Breastmilk-promoted bifidobacteria produce aromatic amino acids in the infant gut

Abstract

ABSTRACTBreastfeeding profoundly shapes the infant gut microbiota, which is critical for early life immune development. However, few breastmilk-dependent microbial metabolites mediating host-microbiota interactions are currently known. We here demonstrate that breastmilk-promoted Bifidobacterium species convert aromatic amino acids (tryptophan, phenylalanine and tyrosine) into their respective aromatic lactic acids (indolelactate, phenyllactate and 4-hydroxyphenyllactate) via a previously unrecognised aromatic lactate dehydrogenase.
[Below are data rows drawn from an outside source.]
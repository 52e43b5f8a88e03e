//! Resource-recommendation and quiz repositories.
//!
//! Both tables are keyed by (concept_id, roadmap_id). An upsert whose
//! primary key matches the existing row updates in place; a different
//! primary key for the same concept deletes the prior rows first, so each
//! concept keeps exactly one row per table.

use chrono::Utc;
use sqlx::Row;
use sqlx::sqlite::SqliteRow;
use tracing::instrument;

use super::task::parse_ts;
use super::{RepoError, RepoResult, RepoScope};
use crate::model::{QuizMetadata, ResourceRecommendationMetadata};

pub struct ResourceRepo;

impl ResourceRepo {
    #[instrument(skip(scope, rec), fields(concept_id = %rec.concept_id), err)]
    pub async fn upsert(
        scope: &mut RepoScope,
        rec: &ResourceRecommendationMetadata,
    ) -> RepoResult<()> {
        let resources = serde_json::to_string(&rec.resources)?;

        let existing: Option<String> = sqlx::query_scalar(
            "SELECT id FROM resource_recommendations WHERE concept_id = ?1 AND roadmap_id = ?2",
        )
        .bind(&rec.concept_id)
        .bind(&rec.roadmap_id)
        .fetch_optional(scope.conn())
        .await?;

        match existing {
            Some(id) if id == rec.id => {
                sqlx::query(
                    "UPDATE resource_recommendations SET resources = ?2, updated_at = ?3 WHERE id = ?1",
                )
                .bind(&rec.id)
                .bind(&resources)
                .bind(Utc::now().to_rfc3339())
                .execute(scope.conn())
                .await?;
            }
            _ => {
                sqlx::query(
                    "DELETE FROM resource_recommendations WHERE concept_id = ?1 AND roadmap_id = ?2",
                )
                .bind(&rec.concept_id)
                .bind(&rec.roadmap_id)
                .execute(scope.conn())
                .await?;
                sqlx::query(
                    r#"
                    INSERT INTO resource_recommendations
                        (id, concept_id, roadmap_id, resources, created_at, updated_at)
                    VALUES (?1, ?2, ?3, ?4, ?5, ?6)
                    "#,
                )
                .bind(&rec.id)
                .bind(&rec.concept_id)
                .bind(&rec.roadmap_id)
                .bind(&resources)
                .bind(rec.created_at.to_rfc3339())
                .bind(Utc::now().to_rfc3339())
                .execute(scope.conn())
                .await?;
            }
        }
        Ok(())
    }

    #[instrument(skip(scope), err)]
    pub async fn get_for_concept(
        scope: &mut RepoScope,
        roadmap_id: &str,
        concept_id: &str,
    ) -> RepoResult<ResourceRecommendationMetadata> {
        let row = sqlx::query(
            "SELECT * FROM resource_recommendations WHERE roadmap_id = ?1 AND concept_id = ?2",
        )
        .bind(roadmap_id)
        .bind(concept_id)
        .fetch_optional(scope.conn())
        .await?
        .ok_or_else(|| RepoError::NotFound {
            entity: "resource recommendation",
            key: format!("{roadmap_id}/{concept_id}"),
        })?;
        Self::row_to_rec(&row)
    }

    #[instrument(skip(scope), err)]
    pub async fn list_for_roadmap(
        scope: &mut RepoScope,
        roadmap_id: &str,
    ) -> RepoResult<Vec<ResourceRecommendationMetadata>> {
        let rows = sqlx::query(
            "SELECT * FROM resource_recommendations WHERE roadmap_id = ?1 ORDER BY concept_id",
        )
        .bind(roadmap_id)
        .fetch_all(scope.conn())
        .await?;
        rows.iter().map(Self::row_to_rec).collect()
    }

    fn row_to_rec(row: &SqliteRow) -> RepoResult<ResourceRecommendationMetadata> {
        let resources: String = row.get("resources");
        Ok(ResourceRecommendationMetadata {
            id: row.get("id"),
            concept_id: row.get("concept_id"),
            roadmap_id: row.get("roadmap_id"),
            resources: serde_json::from_str(&resources)?,
            created_at: parse_ts(row.get("created_at")),
            updated_at: parse_ts(row.get("updated_at")),
        })
    }
}

pub struct QuizRepo;

impl QuizRepo {
    #[instrument(skip(scope, quiz), fields(concept_id = %quiz.concept_id), err)]
    pub async fn upsert(scope: &mut RepoScope, quiz: &QuizMetadata) -> RepoResult<()> {
        let questions = serde_json::to_string(&quiz.questions)?;

        let existing: Option<String> = sqlx::query_scalar(
            "SELECT quiz_id FROM quizzes WHERE concept_id = ?1 AND roadmap_id = ?2",
        )
        .bind(&quiz.concept_id)
        .bind(&quiz.roadmap_id)
        .fetch_optional(scope.conn())
        .await?;

        match existing {
            Some(id) if id == quiz.quiz_id => {
                sqlx::query("UPDATE quizzes SET questions = ?2, updated_at = ?3 WHERE quiz_id = ?1")
                    .bind(&quiz.quiz_id)
                    .bind(&questions)
                    .bind(Utc::now().to_rfc3339())
                    .execute(scope.conn())
                    .await?;
            }
            _ => {
                sqlx::query("DELETE FROM quizzes WHERE concept_id = ?1 AND roadmap_id = ?2")
                    .bind(&quiz.concept_id)
                    .bind(&quiz.roadmap_id)
                    .execute(scope.conn())
                    .await?;
                sqlx::query(
                    r#"
                    INSERT INTO quizzes
                        (quiz_id, concept_id, roadmap_id, questions, created_at, updated_at)
                    VALUES (?1, ?2, ?3, ?4, ?5, ?6)
                    "#,
                )
                .bind(&quiz.quiz_id)
                .bind(&quiz.concept_id)
                .bind(&quiz.roadmap_id)
                .bind(&questions)
                .bind(quiz.created_at.to_rfc3339())
                .bind(Utc::now().to_rfc3339())
                .execute(scope.conn())
                .await?;
            }
        }
        Ok(())
    }

    #[instrument(skip(scope), err)]
    pub async fn get_for_concept(
        scope: &mut RepoScope,
        roadmap_id: &str,
        concept_id: &str,
    ) -> RepoResult<QuizMetadata> {
        let row = sqlx::query("SELECT * FROM quizzes WHERE roadmap_id = ?1 AND concept_id = ?2")
            .bind(roadmap_id)
            .bind(concept_id)
            .fetch_optional(scope.conn())
            .await?
            .ok_or_else(|| RepoError::NotFound {
                entity: "quiz",
                key: format!("{roadmap_id}/{concept_id}"),
            })?;
        Self::row_to_quiz(&row)
    }

    #[instrument(skip(scope), err)]
    pub async fn list_for_roadmap(
        scope: &mut RepoScope,
        roadmap_id: &str,
    ) -> RepoResult<Vec<QuizMetadata>> {
        let rows =
            sqlx::query("SELECT * FROM quizzes WHERE roadmap_id = ?1 ORDER BY concept_id")
                .bind(roadmap_id)
                .fetch_all(scope.conn())
                .await?;
        rows.iter().map(Self::row_to_quiz).collect()
    }

    fn row_to_quiz(row: &SqliteRow) -> RepoResult<QuizMetadata> {
        let questions: String = row.get("questions");
        Ok(QuizMetadata {
            quiz_id: row.get("quiz_id"),
            concept_id: row.get("concept_id"),
            roadmap_id: row.get("roadmap_id"),
            questions: serde_json::from_str(&questions)?,
            created_at: parse_ts(row.get("created_at")),
            updated_at: parse_ts(row.get("updated_at")),
        })
    }
}
//! Bounded tool-call loop for the content-finding agents.
//!
//! The tutorial generator and resource recommender may call `web_search`
//! while drafting. The loop gives the model at most [`MAX_TOOL_TURNS`]
//! completions; each tool call is executed, its result appended as a tool
//! message, and the loop exits on the first non-tool response. A model that
//! is still asking for tools on the last turn gets its final content taken
//! as-is.

use async_trait::async_trait;
use serde::{Deserialize, Serialize};
use serde_json::{Value, json};

use super::AgentError;
use super::chat::{ChatMessage, ChatModel, ChatRequest, ChatResponse, ToolSpec};

/// Maximum number of model completions per tool-using agent call.
pub const MAX_TOOL_TURNS: usize = 5;

/// One hit returned by the search provider.
#[derive(Clone, Debug, PartialEq, Serialize, Deserialize)]
pub struct SearchResult {
    pub title: String,
    pub url: String,
    #[serde(default)]
    pub snippet: String,
}

/// External web-search provider seam. The concrete provider is out of scope;
/// the engine only depends on this contract.
#[async_trait]
pub trait WebSearch: Send + Sync {
    async fn search(
        &self,
        query: &str,
        max_results: usize,
    ) -> Result<Vec<SearchResult>, AgentError>;
}

/// Search provider that finds nothing. Used when no provider is configured
/// so tool-using agents degrade to plain completions.
#[derive(Debug, Default)]
pub struct NoopSearch;

#[async_trait]
impl WebSearch for NoopSearch {
    async fn search(&self, _: &str, _: usize) -> Result<Vec<SearchResult>, AgentError> {
        Ok(Vec::new())
    }
}

/// Tool specification advertised to the model.
#[must_use]
pub fn web_search_spec() -> ToolSpec {
    ToolSpec {
        name: "web_search".to_string(),
        description: "Search the web for up-to-date learning material.".to_string(),
        parameters: json!({
            "type": "object",
            "properties": {
                "query": {"type": "string"},
                "max_results": {"type": "integer", "minimum": 1, "maximum": 10},
            },
            "required": ["query"],
        }),
    }
}

/// Observer for tool activity, wired to the notification bus by callers.
pub type ToolObserver<'a> = &'a (dyn Fn(ToolActivity) + Send + Sync);

/// What happened during one tool exchange.
#[derive(Clone, Debug)]
pub enum ToolActivity {
    Call { name: String, arguments: Value },
    Result { name: String, summary: String },
}

/// Run the bounded tool loop and return the final (non-tool) message.
pub async fn run_tool_loop(
    model: &dyn ChatModel,
    search: &dyn WebSearch,
    mut messages: Vec<ChatMessage>,
    observe: ToolObserver<'_>,
) -> Result<ChatMessage, AgentError> {
    let tools = vec![web_search_spec()];

    for turn in 0..MAX_TOOL_TURNS {
        let request = ChatRequest::new(messages.clone()).with_tools(tools.clone());
        let ChatResponse { message } = model.complete(request).await?;

        if !message.wants_tools() || turn == MAX_TOOL_TURNS - 1 {
            return Ok(message);
        }

        let calls = message.tool_calls.clone();
        messages.push(message);
        for call in calls {
            observe(ToolActivity::Call {
                name: call.name.clone(),
                arguments: call.arguments.clone(),
            });
            let body = execute_tool(search, &call.name, &call.arguments).await?;
            observe(ToolActivity::Result {
                name: call.name.clone(),
                summary: truncate(&body, 200),
            });
            messages.push(ChatMessage::tool(call.id, body));
        }
    }

    // Unreachable: the final turn above returns unconditionally.
    Err(AgentError::Parse {
        reason: "tool loop exhausted without a response".to_string(),
    })
}

async fn execute_tool(
    search: &dyn WebSearch,
    name: &str,
    arguments: &Value,
) -> Result<String, AgentError> {
    match name {
        "web_search" => {
            let query = arguments
                .get("query")
                .and_then(Value::as_str)
                .unwrap_or_default();
            let max_results = arguments
                .get("max_results")
                .and_then(Value::as_u64)
                .unwrap_or(5) as usize;
            let results = search.search(query, max_results).await?;
            serde_json::to_string(&results).map_err(|e| AgentError::InvalidDocument {
                what: "search results",
                message: e.to_string(),
            })
        }
        // Unknown tool: tell the model instead of failing the workflow.
        other => Ok(format!("{{\"error\": \"unknown tool: {other}\"}}")),
    }
}

fn truncate(s: &str, max: usize) -> String {
    if s.len() <= max {
        s.to_string()
    } else {
        let mut end = max;
        while !s.is_char_boundary(end) {
            end -= 1;
        }
        format!("{}…", &s[..end])
    }
}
By longitudinal profiling of the gut microbiota composition and metabolome of stool samples of infants obtained from birth until 6 months of age, we show that stool concentrations of aromatic lactic acids are determined by the abundance of human milk oligosaccharide degrading Bifidobacterium species containing the aromatic lactate dehydrogenase. We demonstrate that stool concentrations of Bifidobacterium-derived indolelactate, the most abundant aromatic lactic acid in vivo, are associated with the capacity of infant stool samples to activate the aryl hydrocarbon receptor (AhR), a receptor important for controlling intestinal homeostasis and immune responses. Finally, we show that indolelactate modulates ex vivo immune responses of human CD4+ T-cells and monocytes in a dose-dependent manner by acting as an agonist of both, the AhR and hydroxycarboxylic acid receptor 3 (HCAR3). Our findings reveal that breastmilk-promoted Bifidobacterium produce aromatic lactic acids in the gut of infants and suggest that these microbial metabolites may impact immune function in early life.